>>>>>
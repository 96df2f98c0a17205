//! Kind-specific payloads carried by steps.
use std::collections::BTreeSet;
use std::net::Ipv4Addr;

use serde::{
    Deserialize,
    Serialize,
};

use super::StepAction;
use crate::acl::SessionMatchExpr;
use crate::errors::{
    ensure,
    required,
    ModelError,
    ModelResult,
};
use crate::flow::{
    FlowDiff,
    NodeInterfacePair,
};
use crate::forwarding::ForwardingDetail;
use crate::route::RouteInfo;
use crate::session::{
    scope,
    SessionAction,
    SessionScope,
};
use crate::transformation::TransformationType;

/// Cross-checks between a detail and the action it is recorded with.
pub(crate) trait ValidateDetail {
    fn check(&self, _kind: &'static str, _action: StepAction) -> ModelResult<()> {
        Ok(())
    }
}

/// The device originated the flow from a VRF.
#[derive(Clone, Debug, PartialEq, Eq, Hash, Serialize, Deserialize)]
#[serde(rename_all = "camelCase")]
pub struct OriginateStepDetail {
    /// VRF the flow was originated from.
    pub originating_vrf: String,
}

/// The flow entered the device through an interface.
#[derive(Clone, Debug, PartialEq, Eq, Hash, Serialize, Deserialize)]
#[serde(rename_all = "camelCase")]
pub struct EnterInputIfaceStepDetail {
    /// Ingress interface.
    pub input_interface: NodeInterfacePair,
    /// VRF of the ingress interface.
    #[serde(default, skip_serializing_if = "Option::is_none")]
    pub input_vrf: Option<String>,
}

/// The flow was injected at a source interface on its first device.
#[derive(Clone, Debug, PartialEq, Eq, Hash, Serialize, Deserialize)]
#[serde(rename_all = "camelCase")]
pub struct EnterSrcIfaceStepDetail {
    /// Interface the flow is treated as entering from.
    pub src_interface: String,
}

/// A FIB lookup: the matched candidate routes and what was done with the flow.
///
/// Routes are kept in [`RouteInfo`] order regardless of the order they were supplied in.
#[derive(Clone, Debug, PartialEq, Eq, Hash, Serialize, Deserialize)]
#[serde(try_from = "RoutingStepDetailRecord", rename_all = "camelCase")]
pub struct RoutingStepDetail {
    vrf: String,
    routes: Vec<RouteInfo>,
    #[serde(skip_serializing_if = "Option::is_none")]
    forwarding_detail: Option<ForwardingDetail>,
}

impl RoutingStepDetail {
    /// Creates a routing detail for a lookup in `vrf`.
    #[must_use]
    pub fn new(vrf: impl Into<String>, mut routes: Vec<RouteInfo>, forwarding_detail: Option<ForwardingDetail>) -> Self {
        routes.sort();
        Self { vrf: vrf.into(), routes, forwarding_detail }
    }

    /// VRF the lookup was done in.
    #[must_use]
    pub fn vrf(&self) -> &str {
        &self.vrf
    }

    /// Matched routes, in presentation order.
    #[must_use]
    pub fn routes(&self) -> &[RouteInfo] {
        &self.routes
    }

    /// The forwarding decision, when one was made.
    #[must_use]
    pub const fn forwarding_detail(&self) -> Option<&ForwardingDetail> {
        self.forwarding_detail.as_ref()
    }
}

impl ValidateDetail for RoutingStepDetail {
    fn check(&self, kind: &'static str, action: StepAction) -> ModelResult<()> {
        match (action, &self.forwarding_detail) {
            (StepAction::NoRoute, forwarding) => ensure(
                forwarding.is_none() && self.routes.is_empty(),
                kind,
                "NO_ROUTE carries neither routes nor a forwarding detail",
            ),
            (_, Some(forwarding)) => ensure(
                forwarding.step_action() == action,
                kind,
                &format!("forwarding detail ({forwarding}) disagrees with action {action}"),
            ),
            (_, None) => Ok(()),
        }
    }
}

#[derive(Deserialize)]
#[serde(rename_all = "camelCase")]
struct RoutingStepDetailRecord {
    vrf: Option<String>,
    #[serde(default)]
    routes: Vec<RouteInfo>,
    forwarding_detail: Option<ForwardingDetail>,
}

impl TryFrom<RoutingStepDetailRecord> for RoutingStepDetail {
    type Error = ModelError;

    fn try_from(record: RoutingStepDetailRecord) -> ModelResult<Self> {
        Ok(Self::new(required(record.vrf, "RoutingStepDetail", "vrf")?, record.routes, record.forwarding_detail))
    }
}

/// Where in the pipeline a filter is applied.
#[derive(Clone, Copy, Debug, PartialEq, Eq, PartialOrd, Ord, Hash, Serialize, Deserialize)]
#[serde(rename_all = "SCREAMING_SNAKE_CASE")]
pub enum FilterType {
    /// Inbound interface filter.
    IngressFilter,
    /// Inbound filter evaluated after NAT.
    PostTransformationIngressFilter,
    /// Outbound filter evaluated before NAT.
    PreTransformationEgressFilter,
    /// Outbound interface filter.
    EgressFilter,
    /// Outbound filter evaluated on the flow as it entered the device.
    EgressOriginalFlowFilter,
}

impl FilterType {
    /// Whether a denial by this filter is an outbound denial.
    #[must_use]
    pub const fn is_egress(self) -> bool {
        matches!(self, Self::PreTransformationEgressFilter | Self::EgressFilter | Self::EgressOriginalFlowFilter)
    }
}

/// An ACL evaluation.
#[derive(Clone, Debug, PartialEq, Eq, Hash, Serialize, Deserialize)]
#[serde(rename_all = "camelCase")]
pub struct FilterStepDetail {
    /// Name of the evaluated filter.
    pub filter: String,
    /// Where the filter sits in the pipeline.
    pub filter_type: FilterType,
    /// Interface the filter is attached to.
    #[serde(default, skip_serializing_if = "Option::is_none")]
    pub interface: Option<String>,
}

/// An outbound filter evaluated before source NAT.
#[derive(Clone, Debug, PartialEq, Eq, Hash, Serialize, Deserialize)]
#[serde(rename_all = "camelCase")]
pub struct PreSourceNatOutgoingFilterStepDetail {
    /// Egress interface.
    pub output_interface: String,
    /// Name of the evaluated filter.
    pub filter: String,
}

/// A NAT evaluation and the header rewrites it made, in order.
#[derive(Clone, Debug, PartialEq, Eq, Hash, Serialize, Deserialize)]
#[serde(rename_all = "camelCase")]
pub struct TransformationStepDetail {
    transformation_type: TransformationType,
    #[serde(default)]
    flow_diffs: Vec<FlowDiff>,
}

impl TransformationStepDetail {
    /// Creates a transformation detail.
    #[must_use]
    pub const fn new(transformation_type: TransformationType, flow_diffs: Vec<FlowDiff>) -> Self {
        Self { transformation_type, flow_diffs }
    }

    /// Source or destination NAT.
    #[must_use]
    pub const fn transformation_type(&self) -> TransformationType {
        self.transformation_type
    }

    /// Field rewrites, in the order they were applied.
    #[must_use]
    pub fn flow_diffs(&self) -> &[FlowDiff] {
        &self.flow_diffs
    }
}

impl ValidateDetail for TransformationStepDetail {
    fn check(&self, kind: &'static str, action: StepAction) -> ModelResult<()> {
        match action {
            StepAction::Transformed => ensure(!self.flow_diffs.is_empty(), kind, "TRANSFORMED requires flow diffs"),
            StepAction::Permitted => {
                ensure(self.flow_diffs.is_empty(), kind, "PERMITTED cannot carry flow diffs")
            },
            _ => Ok(()),
        }
    }
}

/// The egress interface of a terminal network-edge step, and the next hop that was resolved.
#[derive(Clone, Debug, PartialEq, Eq, Hash, Serialize, Deserialize)]
#[serde(rename_all = "camelCase")]
pub struct EgressStepDetail {
    /// Egress interface.
    pub output_interface: NodeInterfacePair,
    /// Next-hop address ARPed for, if one was resolved.
    #[serde(default, skip_serializing_if = "Option::is_none")]
    pub resolved_next_hop_ip: Option<Ipv4Addr>,
}

/// ARP for the next hop failed.
pub type ArpErrorStepDetail = EgressStepDetail;
/// The flow left the device towards a subnet or out of the network.
pub type DeliveredStepDetail = EgressStepDetail;

/// The flow left the device through an interface.
#[derive(Clone, Debug, PartialEq, Eq, Hash, Serialize, Deserialize)]
#[serde(rename_all = "camelCase")]
pub struct ExitOutputIfaceStepDetail {
    /// Egress interface.
    pub output_interface: NodeInterfacePair,
}

/// VXLAN encapsulation or decapsulation.
#[derive(Clone, Debug, PartialEq, Eq, Hash, Serialize, Deserialize)]
#[serde(rename_all = "camelCase")]
pub struct VxlanTunnelStepDetail {
    /// VXLAN network identifier.
    pub vni: u32,
    /// Source tunnel endpoint.
    pub src_vtep_ip: Ipv4Addr,
    /// Destination tunnel endpoint.
    pub dst_vtep_ip: Ipv4Addr,
    /// VRF the VNI is bound to.
    pub vrf: String,
}

/// The flow was destined to the device itself.
#[derive(Clone, Debug, PartialEq, Eq, Hash, Serialize, Deserialize)]
#[serde(rename_all = "camelCase")]
pub struct InboundStepDetail {
    /// Interface owning the destination address.
    pub interface: String,
}

/// A named packet policy evaluation.
#[derive(Clone, Debug, PartialEq, Eq, Hash, Serialize, Deserialize)]
#[serde(rename_all = "camelCase")]
pub struct PolicyStepDetail {
    /// Name of the policy.
    pub policy: String,
}

/// A session event: the session's scope (flattened), how it treats matching traffic, the return
/// traffic it matches, and the rewrites it applies to that traffic.
#[derive(Clone, Debug, PartialEq, Eq, Hash, Serialize, Deserialize)]
#[serde(try_from = "SessionStepDetailBuilder", rename_all = "camelCase")]
pub struct SessionStepDetail {
    #[serde(skip_serializing_if = "BTreeSet::is_empty")]
    incoming_interfaces: BTreeSet<String>,
    #[serde(skip_serializing_if = "Option::is_none")]
    originating_vrf: Option<String>,
    session_action: SessionAction,
    match_criteria: SessionMatchExpr,
    transformation: Vec<FlowDiff>,
}

/// Detail of a step matching an existing session.
pub type MatchSessionStepDetail = SessionStepDetail;
/// Detail of a step setting up a new session.
pub type SetupSessionStepDetail = SessionStepDetail;

impl SessionStepDetail {
    /// An empty builder; prefer [`scope::session_step_detail`] to fill in the scope.
    #[must_use]
    pub fn builder() -> SessionStepDetailBuilder {
        SessionStepDetailBuilder::default()
    }

    /// Interfaces at which the session matches traffic (empty for an originating scope).
    #[must_use]
    pub const fn incoming_interfaces(&self) -> &BTreeSet<String> {
        &self.incoming_interfaces
    }

    /// VRF of local origination, for an originating scope.
    #[must_use]
    pub fn originating_vrf(&self) -> Option<&str> {
        self.originating_vrf.as_deref()
    }

    /// The scope, reassembled from the flattened fields.
    #[must_use]
    pub fn session_scope(&self) -> SessionScope {
        scope::from_parts(&self.incoming_interfaces, self.originating_vrf.as_deref())
    }

    /// Treatment of matching traffic.
    #[must_use]
    pub const fn session_action(&self) -> &SessionAction {
        &self.session_action
    }

    /// The traffic the session matches.
    #[must_use]
    pub const fn match_criteria(&self) -> &SessionMatchExpr {
        &self.match_criteria
    }

    /// Rewrites applied to matching traffic.
    #[must_use]
    pub fn transformation(&self) -> &[FlowDiff] {
        &self.transformation
    }
}

impl ValidateDetail for SessionStepDetail {}

/// Builder for [`SessionStepDetail`]; `session_action` and `match_criteria` are required.
#[derive(Clone, Debug, Default, Deserialize)]
#[serde(rename_all = "camelCase")]
pub struct SessionStepDetailBuilder {
    #[serde(default)]
    incoming_interfaces: BTreeSet<String>,
    originating_vrf: Option<String>,
    session_action: Option<SessionAction>,
    match_criteria: Option<SessionMatchExpr>,
    #[serde(default)]
    transformation: Vec<FlowDiff>,
}

impl SessionStepDetailBuilder {
    /// Interfaces at which the session matches traffic.
    #[must_use]
    pub fn incoming_interfaces(mut self, interfaces: BTreeSet<String>) -> Self {
        self.incoming_interfaces = interfaces;
        self
    }

    /// VRF of local origination.
    #[must_use]
    pub fn originating_vrf(mut self, vrf: Option<String>) -> Self {
        self.originating_vrf = vrf;
        self
    }

    /// Treatment of matching traffic.
    #[must_use]
    pub fn session_action(mut self, action: SessionAction) -> Self {
        self.session_action = Some(action);
        self
    }

    /// The traffic the session matches.
    #[must_use]
    pub fn match_criteria(mut self, criteria: SessionMatchExpr) -> Self {
        self.match_criteria = Some(criteria);
        self
    }

    /// Rewrites applied to matching traffic.
    #[must_use]
    pub fn transformation(mut self, diffs: Vec<FlowDiff>) -> Self {
        self.transformation = diffs;
        self
    }

    /// Validates and builds the detail.
    ///
    /// # Errors
    ///
    /// Fails when a required field is missing or when both scope forms are set.
    pub fn build(self) -> ModelResult<SessionStepDetail> {
        const KIND: &str = "SessionStepDetail";
        ensure(
            self.originating_vrf.is_none() || self.incoming_interfaces.is_empty(),
            KIND,
            "a session is scoped by incoming interfaces or by originating VRF, not both",
        )?;
        Ok(SessionStepDetail {
            incoming_interfaces: self.incoming_interfaces,
            originating_vrf: self.originating_vrf,
            session_action: required(self.session_action, KIND, "sessionAction")?,
            match_criteria: required(self.match_criteria, KIND, "matchCriteria")?,
            transformation: self.transformation,
        })
    }
}

impl TryFrom<SessionStepDetailBuilder> for SessionStepDetail {
    type Error = ModelError;

    fn try_from(builder: SessionStepDetailBuilder) -> ModelResult<Self> {
        builder.build()
    }
}

impl ValidateDetail for OriginateStepDetail {}
impl ValidateDetail for EnterInputIfaceStepDetail {}
impl ValidateDetail for EnterSrcIfaceStepDetail {}
impl ValidateDetail for FilterStepDetail {}
impl ValidateDetail for PreSourceNatOutgoingFilterStepDetail {}
impl ValidateDetail for EgressStepDetail {}
impl ValidateDetail for ExitOutputIfaceStepDetail {}
impl ValidateDetail for VxlanTunnelStepDetail {}
impl ValidateDetail for InboundStepDetail {}
impl ValidateDetail for PolicyStepDetail {}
<<<<<
* [Exercise description]
Which lines of the records above hold the word "EgressOriginalFlowFilter"? Copy each one out.

* [Written response]
    EgressOriginalFlowFilter,
        matches!(self, Self::PreTransformationEgressFilter | Self::EgressFilter | Self::EgressOriginalFlowFilter)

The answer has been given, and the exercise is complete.